# Exploratory Data Analysis: Game Sales

This notebook provides an exploratory analysis of the video game sales dataset. 
The objective is to understand trends in the data, identify top genres, platforms, publishers, and regions, and explore yearly sales dynamics.

## Dataset Description

- **Data Source**: Processed game sales data
- **Columns**:
  - `Rank`: Overall ranking based on global sales.
  - `Name`: Title of the game.
  - `Platform`: Platform on which the game was released.
  - `Year`: Year of release.
  - `Genre`: Genre of the game.
  - `Publisher`: Publisher of the game.
  - `North_America_Sales`, `Europe_Sales`, `Japan_Sales`, `Other_Region_Sales`, `Total_Global_Sales`: Regional and global sales in millions of units.


In [None]:

# Import libraries
import pandas as pd
import matplotlib.pyplot as plt
import seaborn as sns

# Load dataset
data_path = 'processed_game_sales_data.csv'
df = pd.read_csv(data_path)

# Display dataset info
df.info()

# Display first few rows
df.head()


In [None]:

# Summary statistics
df.describe()

# Top 10 games by global sales
top_games = df.nlargest(10, 'Total_Global_Sales')
print("Top 10 Games by Global Sales:")
print(top_games[['Name', 'Total_Global_Sales']])

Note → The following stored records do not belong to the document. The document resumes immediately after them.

mod op {
    use super::*;

    /// Halt
    ///
    /// ```text
    /// HLT
    /// ```
    ///
    /// Stops the CPU. The program counter is not advanced.
    #[inline]
    pub fn hlt(_: &mut Cpu, _: &mut dyn Device, _: u8) -> Option<u8> {
        None
    }

    /// Return
    ///
    /// ```text
    /// RET
    /// ```
    ///
    /// Pops the return address from the stack into `PC`.
    #[inline]
    pub fn ret(vm: &mut Cpu, _: &mut dyn Device, _: u8) -> Option<u8> {
        Some(vm.pop())
    }

    /// Push
    ///
    /// ```text
    /// PUSH reg
    /// ```
    ///
    /// Decrements `SP`, then copies `reg` to the address in `SP`.
    #[inline]
    pub fn push(vm: &mut Cpu, _: &mut dyn Device, mut pc: u8) -> Option<u8> {
        let r = vm.next_reg(&mut pc);
        // Not `Cpu::push`: `PUSH R7` must store the decremented `SP`
        vm.reg[SP] = vm.reg[SP].wrapping_sub(1);
        vm.ram[usize::from(vm.reg[SP])] = vm.reg[r];
        Some(pc)
    }

    /// Pop
    ///
    /// ```text
    /// POP reg
    /// ```
    ///
    /// Copies the value at the address in `SP` into `reg`, then increments
    /// `SP`.
    #[inline]
    pub fn pop(vm: &mut Cpu, _: &mut dyn Device, mut pc: u8) -> Option<u8> {
        let r = vm.next_reg(&mut pc);
        // Not `Cpu::pop`: `POP R7` increments `SP` after the load
        vm.reg[r] = vm.ram[usize::from(vm.reg[SP])];
        vm.reg[SP] = vm.reg[SP].wrapping_add(1);
        Some(pc)
    }

    /// Print
    ///
    /// ```text
    /// PRN reg
    /// ```
    ///
    /// Sends the value of `reg` to the device.
    #[inline]
    pub fn prn(vm: &mut Cpu, dev: &mut dyn Device, mut pc: u8) -> Option<u8> {
        let r = vm.next_reg(&mut pc);
        dev.print(vm.reg[r]);
        Some(pc)
    }

    /// Call
    ///
    /// ```text
    /// CALL reg
    /// ```
    ///
    /// Pushes the address of the following instruction (`PC+2`), then jumps
    /// to the address in `reg`. The target is read before the push.
    #[inline]
    pub fn call(vm: &mut Cpu, _: &mut dyn Device, mut pc: u8) -> Option<u8> {
        let r = vm.next_reg(&mut pc);
        let target = vm.reg[r];
        vm.push(pc);
        Some(target)
    }

    /// Jump
    ///
    /// ```text
    /// JMP reg
    /// ```
    #[inline]
    pub fn jmp(vm: &mut Cpu, _: &mut dyn Device, mut pc: u8) -> Option<u8> {
        let r = vm.next_reg(&mut pc);
        Some(vm.reg[r])
    }

    /// Jump if Equal
    ///
    /// ```text
    /// JEQ reg
    /// ```
    ///
    /// Jumps to the address in `reg` if the `E` flag is set, otherwise moves
    /// to `PC+2`.
    #[inline]
    pub fn jeq(vm: &mut Cpu, _: &mut dyn Device, mut pc: u8) -> Option<u8> {
        let r = vm.next_reg(&mut pc);
        Some(if vm.fl.equal() { vm.reg[r] } else { pc })
    }

    /// Jump if Not Equal
    ///
    /// ```text
    /// JNE reg
    /// ```
    ///
    /// Jumps to the address in `reg` if the `E` flag is clear, otherwise
    /// moves to `PC+2`.
    #[inline]
    pub fn jne(vm: &mut Cpu, _: &mut dyn Device, mut pc: u8) -> Option<u8> {
        let r = vm.next_reg(&mut pc);
        Some(if vm.fl.equal() { pc } else { vm.reg[r] })
    }

    /// Load Immediate
    ///
    /// ```text
    /// LDI reg imm
    /// ```
    #[inline]
    pub fn ldi(vm: &mut Cpu, _: &mut dyn Device, mut pc: u8) -> Option<u8> {
        let r = vm.next_reg(&mut pc);
        vm.reg[r] = vm.next(&mut pc);
        Some(pc)
    }

    /// ALU operations
    ///
    /// ```text
    /// ADD a b
    /// MUL a b
    /// CMP a b
    /// ```
    ///
    /// `ADD` and `MUL` store into `a`; `CMP` only touches the flags.
    #[inline]
    pub fn alu(
        vm: &mut Cpu,
        _: &mut dyn Device,
        mut pc: u8,
        op: AluOp,
    ) -> Option<u8> {
        let a = vm.next_reg(&mut pc);
        let b = vm.next_reg(&mut pc);
        match op.eval(vm.reg[a], vm.reg[b]) {
            AluOutput::Register(v) => vm.reg[a] = v,
            AluOutput::Flags(f) => vm.fl = f,
        }
        Some(pc)
    }
}

#[cfg(all(feature = "alloc", test))]
mod test {
    use super::*;

    /// Simple assembler for a line of textual opcodes
    ///
    /// Tokens are mnemonics, registers (`R0`-`R7`), or two-digit hex bytes.
    fn assemble(s: &str) -> Result<Vec<u8>, &str> {
        let mut out: Vec<u8> = vec![];
        for t in s.split_whitespace() {
            if let Some(op) = Op::ALL.iter().find(|op| op.mnemonic() == t) {
                out.push(op.opcode());
            } else if let Some(r) = t.strip_prefix('R') {
                out.push(r.parse().map_err(|_| t)?);
            } else if t.len() == 2 {
                out.push(u8::from_str_radix(t, 16).map_err(|_| t)?);
            } else {
                return Err(t);
            }
        }
        Ok(out)
    }

    fn parse_and_test(s: &str) {
        let Some((program, expected)) = s.split_once('(') else {
            return;
        };
        let expected = expected.trim().strip_suffix(')').unwrap();
        let expected: Vec<u8> = expected
            .split_whitespace()
            .map(|b| u8::from_str_radix(b, 16).unwrap())
            .collect();

        let program = assemble(program).unwrap();
        let mut vm = Cpu::new();
        vm.load(&program).unwrap();
        let mut out: Vec<u8> = vec![];
        let r = vm.run_until(&mut out, |_, _, i| i > 1000);
        assert_eq!(r, Ok(Exit::Halted), "{:?} did not halt", s.trim());
        if out != expected {
            panic!(
                "failed to execute {:?}: got {out:2x?}, expected {expected:2x?}",
                s.trim()
            );
        }
    }

    #[test]
    fn opcodes() {
        const TEST_SUITE: &str = "
            LDI R0 08 PRN R0 HLT                          ( 08 )
            LDI R0 08 LDI R1 09 MUL R0 R1 PRN R0 HLT      ( 48 )
            LDI R0 10 LDI R1 10 MUL R0 R1 PRN R0 HLT      ( 00 )
            LDI R0 1a LDI R1 2e ADD R0 R1 PRN R0 HLT      ( 48 )
            LDI R0 ff LDI R1 02 ADD R0 R1 PRN R0 PRN R1 HLT  ( 01 02 )
            LDI R0 2a PUSH R0 LDI R0 00 POP R0 PRN R0 HLT ( 2a )
            LDI R0 01 LDI R1 02 PUSH R0 PUSH R1 POP R0 POP R1 PRN R0 PRN R1 HLT  ( 02 01 )
            LDI R0 08 JMP R0 PRN R0 HLT PRN R0 HLT        ( 08 )
            LDI R1 08 CALL R1 PRN R0 HLT LDI R0 2a RET    ( 2a )
            LDI R0 05 LDI R1 05 LDI R2 11 CMP R0 R1 JEQ R2 PRN R0 HLT LDI R3 07 PRN R3 HLT  ( 07 )
            LDI R0 05 LDI R1 06 LDI R2 11 CMP R0 R1 JEQ R2 PRN R0 HLT LDI R3 07 PRN R3 HLT  ( 05 )
            LDI R0 05 LDI R1 06 LDI R2 11 CMP R0 R1 JNE R2 PRN R0 HLT LDI R3 07 PRN R3 HLT  ( 07 )
            LDI R0 05 LDI R1 05 LDI R2 11 CMP R0 R1 JNE R2 PRN R0 HLT LDI R3 07 PRN R3 HLT  ( 05 )
            LDI R0 03 LDI R1 09 CMP R0 R1 PRN R1 HLT      ( 09 )
            HLT PRN R7                                    ( )
            PRN R7 HLT                                    ( f4 )
            PUSH R0 PRN R7 POP R0 PRN R7 HLT              ( f3 f4 )
        ";
        for line in TEST_SUITE.lines() {
            parse_and_test(line);
        }
    }

    #[test]
    fn opcode_table() {
        for op in Op::ALL {
            assert_eq!(Op::decode(op.opcode()), Some(op), "{op}");
        }
        let known = (0..=u8::MAX).filter(|b| Op::decode(*b).is_some()).count();
        assert_eq!(known, Op::ALL.len());

        let arity = |m: &str| {
            Op::ALL.into_iter().find(|op| op.mnemonic() == m).unwrap()
        };
        for (m, n) in [
            ("HLT", 0),
            ("RET", 0),
            ("PUSH", 1),
            ("POP", 1),
            ("PRN", 1),
            ("CALL", 1),
            ("JMP", 1),
            ("JEQ", 1),
            ("JNE", 1),
            ("LDI", 2),
            ("ADD", 2),
            ("MUL", 2),
            ("CMP", 2),
        ] {
            assert_eq!(arity(m).operands(), n, "{m}");
        }
    }

    #[test]
    fn boot_state() {
        let vm = Cpu::new();
        assert_eq!(vm.pc(), 0);
        assert_eq!(vm.sp(), 0xf4);
        assert_eq!(vm.registers(), &[0, 0, 0, 0, 0, 0, 0, 0xf4]);
        assert_eq!(vm.flags().bits(), 0);
        assert!(vm.ram().iter().all(|b| *b == 0));
    }

    #[test]
    fn ram_bounds() {
        let mut vm = Cpu::new();
        vm.ram_write(0xff, 0x12);
        assert_eq!(vm.ram_read(0xff), 0x12);
        assert_eq!(vm.ram_read(256), 0);
        assert_eq!(vm.ram_read(300), 0);

        vm.ram_write(300, 0x34);
        assert_eq!(vm.ram_read(300), 0);
        assert!(vm.ram()[..0xff].iter().all(|b| *b == 0));
    }

    #[test]
    fn load() {
        let mut vm = Cpu::new();
        vm.load(&[0x82, 0x00, 0x08]).unwrap();
        assert_eq!(&vm.ram()[..4], &[0x82, 0x00, 0x08, 0x00]);

        assert!(vm.load(&[0u8; RAM_SIZE]).is_ok());

        let mut vm = Cpu::new();
        vm.load(&[0x01]).unwrap();
        assert_eq!(
            vm.load(&[0xaa; RAM_SIZE + 1]),
            Err(Error::ProgramTooLarge { len: 257 })
        );
        assert_eq!(vm.ram_read(0), 0x01);
        assert_eq!(vm.ram_read(1), 0x00);
    }

    #[test]
    fn multiply_and_print() {
        let mut vm = Cpu::new();
        vm.load(&[0x82, 0, 8, 0x82, 1, 9, 0xa2, 0, 1, 0x47, 0, 0x01])
            .unwrap();
        let mut out: Vec<u8> = vec![];
        vm.run(&mut out).unwrap();
        assert_eq!(out, [72]);
        assert_eq!(vm.pc(), 11);
    }

    #[test]
    fn bad_instruction() {
        let mut vm = Cpu::new();
        vm.load(&[0x82, 0, 5, 0x47, 0, 0xff, 0x01]).unwrap();
        let mut out: Vec<u8> = vec![];
        let err = vm.run(&mut out).unwrap_err();
        assert_eq!(out, [5]);

        let Error::BadInstruction { opcode, trace } = err else {
            panic!("unexpected error {err:?}");
        };
        assert_eq!(opcode, 0xff);
        assert_eq!(trace.pc, 5);
        assert_eq!(trace.bytes, [0xff, 0x01, 0x00]);
        assert_eq!(trace.reg[0], 5);
        assert_eq!(vm.pc(), 5);
        assert_eq!(
            err.to_string(),
            "bad instruction 0xff at address 0x05"
        );
    }

    #[test]
    fn trace_format() {
        let mut vm = Cpu::new();
        vm.load(&[0x82, 0x00, 0x08]).unwrap();
        vm.set_reg(3, 0xab);
        assert_eq!(
            vm.trace().to_string(),
            "TRACE: 00 | 00 | 82 00 08 | 00 00 00 AB 00 00 00 F4"
        );

        // Bytes past the end of RAM read as zero
        vm.ram_write(0xff, 0x47);
        vm.set_pc(0xff);
        assert_eq!(vm.trace().bytes, [0x47, 0, 0]);
    }

    #[test]
    fn step_advances_by_instruction_length() {
        let mut vm = Cpu::new();
        vm.load(&[0x82, 0, 8, 0x47, 0, 0x45, 0, 0x01]).unwrap();
        let mut dev = EmptyDevice;
        for pc in [3, 5, 7] {
            assert_eq!(vm.step(&mut dev), Ok(Step::Running));
            assert_eq!(vm.pc(), pc);
        }
        assert_eq!(vm.step(&mut dev), Ok(Step::Halted));
        assert_eq!(vm.pc(), 7);
        assert_eq!(vm.step(&mut dev), Ok(Step::Halted));
    }

    #[test]
    fn stack_pointer_as_operand() {
        let mut vm = Cpu::new();
        // 0: PUSH R7
        // 2: HLT
        vm.load(&[0x45, 7, 0x01]).unwrap();
        vm.run(&mut EmptyDevice).unwrap();
        assert_eq!(vm.sp(), SP_INIT - 1);
        assert_eq!(vm.ram_read(usize::from(SP_INIT - 1)), SP_INIT - 1);

        let mut vm = Cpu::new();
        // 0: LDI R0, 0x20
        // 3: PUSH R0
        // 5: POP R7
        // 7: HLT
        vm.load(&[0x82, 0, 0x20, 0x45, 0, 0x46, 7, 0x01]).unwrap();
        vm.run(&mut EmptyDevice).unwrap();
        assert_eq!(vm.sp(), 0x21);
    }

    #[test]
    fn push_pop_restores_stack_pointer() {
        for r in 0..SP {
            let mut vm = Cpu::new();
            vm.load(&[
                0x82, r as u8, 0x5a, // LDI r, 0x5a
                0x45, r as u8, // PUSH r
                0x82, r as u8, 0x00, // LDI r, 0
                0x46, r as u8, // POP r
                0x01,
            ])
            .unwrap();
            vm.run(&mut EmptyDevice).unwrap();
            assert_eq!(vm.reg(r), 0x5a);
            assert_eq!(vm.sp(), SP_INIT);
            assert_eq!(vm.ram_read(usize::from(SP_INIT) - 1), 0x5a);
        }
    }

    #[test]
    fn call_and_return() {
        let mut vm = Cpu::new();
        // 0: LDI R1, 8
        // 3: CALL R1
        // 5: HLT
        // 8: RET
        vm.load(&[0x82, 1, 8, 0x50, 1, 0x01, 0x00, 0x00, 0x11])
            .unwrap();
        let mut dev = EmptyDevice;
        vm.step(&mut dev).unwrap();
        vm.step(&mut dev).unwrap();
        assert_eq!(vm.pc(), 8);
        assert_eq!(vm.sp(), SP_INIT - 1);
        assert_eq!(vm.ram_read(usize::from(vm.sp())), 5);

        vm.step(&mut dev).unwrap();
        assert_eq!(vm.pc(), 5);
        assert_eq!(vm.sp(), SP_INIT);
        assert_eq!(vm.step(&mut dev), Ok(Step::Halted));
    }

    #[test]
    fn conditional_jumps_follow_equal_flag() {
        for (a, b) in [(1, 1), (1, 2), (2, 1), (0, 0xff)] {
            for (jump, taken_if_equal) in [(Op::Jeq, true), (Op::Jne, false)] {
                let mut vm = Cpu::new();
                // 0: LDI R0, a
                // 3: LDI R1, b
                // 6: LDI R2, 0x80
                // 9: CMP R0, R1
                // 12: J?? R2
                vm.load(&[
                    0x82, 0, a, 0x82, 1, b, 0x82, 2, 0x80, 0xa7, 0, 1,
                    jump.opcode(), 2,
                ])
                .unwrap();
                let mut dev = EmptyDevice;
                for _ in 0..5 {
                    vm.step(&mut dev).unwrap();
                }
                let taken = (a == b) == taken_if_equal;
                let expected = if taken { 0x80 } else { 14 };
                assert_eq!(vm.pc(), expected, "{jump} with {a} vs {b}");
            }
        }
    }

    #[test]
    fn run_until_stops_early() {
        let mut vm = Cpu::new();
        // 0: LDI R0, 0
        // 3: JMP R0
        vm.load(&[0x82, 0, 0, 0x54, 0]).unwrap();
        let mut n = 0;
        let r = vm.run_until(&mut EmptyDevice, |_, _, i| {
            n = i;
            i == 100
        });
        assert_eq!(r, Ok(Exit::Stopped));
        assert_eq!(n, 100);
    }

    #[test]
    fn operands_wrap_around_ram() {
        let mut vm = Cpu::new();
        vm.ram_write(0xfe, 0x82); // LDI R2, 0x33 (operands at 0xff, 0x00)
        vm.ram_write(0xff, 0x02);
        vm.ram_write(0x00, 0x33);
        vm.ram_write(0x01, 0x01);
        vm.set_pc(0xfe);
        vm.run(&mut EmptyDevice).unwrap();
        assert_eq!(vm.reg(2), 0x33);
        assert_eq!(vm.pc(), 0x01);
    }
}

# Sales distribution by genre
plt.figure(figsize=(10, 6))
sns.boxplot(x='Genre', y='Total_Global_Sales', data=df)
plt.xticks(rotation=45)
plt.title('Sales Distribution by Genre')
plt.show()

# Yearly sales trends
yearly_sales = df.groupby('Year')['Total_Global_Sales'].sum()
plt.figure(figsize=(10, 6))
sns.lineplot(x=yearly_sales.index, y=yearly_sales.values)
plt.title('Yearly Global Sales Trends')
plt.xlabel('Year')
plt.ylabel('Total Global Sales (in millions)')
plt.show()



## Conclusions

1. **Top Games**: The dataset highlights the most successful games by global sales.
2. **Genre Insights**: Certain genres (e.g., Action, Sports) dominate sales, while others show niche performance.
3. **Yearly Trends**: Sales peaked in certain years, reflecting the impact of major releases or platform trends.

Further analysis can dive into regional trends and platform-specific performances.